* [Problem details]
All of the data needs to be repeated exactly.

(Information begins)

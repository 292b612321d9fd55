//! Logging macros used inside the library.
//!
//! With the `logging` feature the macros forward to `tracing`; without it
//! they expand to nothing, so the store and codec carry no logging cost.
//!
//! ```rust,ignore
//! use crate::logging::{debug, info};
//!
//! info!(book = %name, "book created");
//! debug!(path = %path.display(), "writing entry");
//! ```

/// Very detailed internal steps (per-file scans, walker decisions).
#[cfg(feature = "logging")]
macro_rules! log_trace {
    ($($arg:tt)*) => { tracing::trace!($($arg)*) }
}

#[cfg(not(feature = "logging"))]
macro_rules! log_trace {
    ($($arg:tt)*) => {};
}

/// Operation details useful while debugging a store.
#[cfg(feature = "logging")]
macro_rules! log_debug {
    ($($arg:tt)*) => { tracing::debug!($($arg)*) }
}

#[cfg(not(feature = "logging"))]
macro_rules! log_debug {
    ($($arg:tt)*) => {};
}

/// Store mutations: books and items created or updated.
#[cfg(feature = "logging")]
macro_rules! log_info {
    ($($arg:tt)*) => { tracing::info!($($arg)*) }
}

#[cfg(not(feature = "logging"))]
macro_rules! log_info {
    ($($arg:tt)*) => {};
}

/// Failures that were absorbed (a skipped book entry, an unreadable file).
#[cfg(feature = "logging")]
macro_rules! log_warn {
    ($($arg:tt)*) => { tracing::warn!($($arg)*) }
}

#[cfg(not(feature = "logging"))]
macro_rules! log_warn {
    ($($arg:tt)*) => {};
}

pub(crate) use log_debug as debug;
pub(crate) use log_info as info;
pub(crate) use log_trace as trace;
pub(crate) use log_warn as warn;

(Information ends)

* [Response to this exercise]
repository 292b612321d9fd55
//! Logging macros used inside the library.
//!
//! With the `logging` feature the macros forward to `tracing`; without it
//! they expand to nothing, so the store and codec carry no logging cost.
//!
//! ```rust,ignore
//! use crate::logging::{debug, info};
//!
//! info!(book = %name, "book created");
//! debug!(path = %path.display(), "writing entry");
//! ```

/// Very detailed internal steps (per-file scans, walker decisions).
#[cfg(feature = "logging")]
macro_rules! log_trace {
    ($($arg:tt)*) => { tracing::trace!($($arg)*) }
}

#[cfg(not(feature = "logging"))]
macro_rules! log_trace {
    ($($arg:tt)*) => {};
}

/// Operation details useful while debugging a store.
#[cfg(feature = "logging")]
macro_rules! log_debug {
    ($($arg:tt)*) => { tracing::debug!($($arg)*) }
}

#[cfg(not(feature = "logging"))]
macro_rules! log_debug {
    ($($arg:tt)*) => {};
}

/// Store mutations: books and items created or updated.
#[cfg(feature = "logging")]
macro_rules! log_info {
    ($($arg:tt)*) => { tracing::info!($($arg)*) }
}

#[cfg(not(feature = "logging"))]
macro_rules! log_info {
    ($($arg:tt)*) => {};
}

/// Failures that were absorbed (a skipped book entry, an unreadable file).
#[cfg(feature = "logging")]
macro_rules! log_warn {
    ($($arg:tt)*) => { tracing::warn!($($arg)*) }
}

#[cfg(not(feature = "logging"))]
macro_rules! log_warn {
    ($($arg:tt)*) => {};
}

pub(crate) use log_debug as debug;
pub(crate) use log_info as info;
pub(crate) use log_trace as trace;
pub(crate) use log_warn as warn;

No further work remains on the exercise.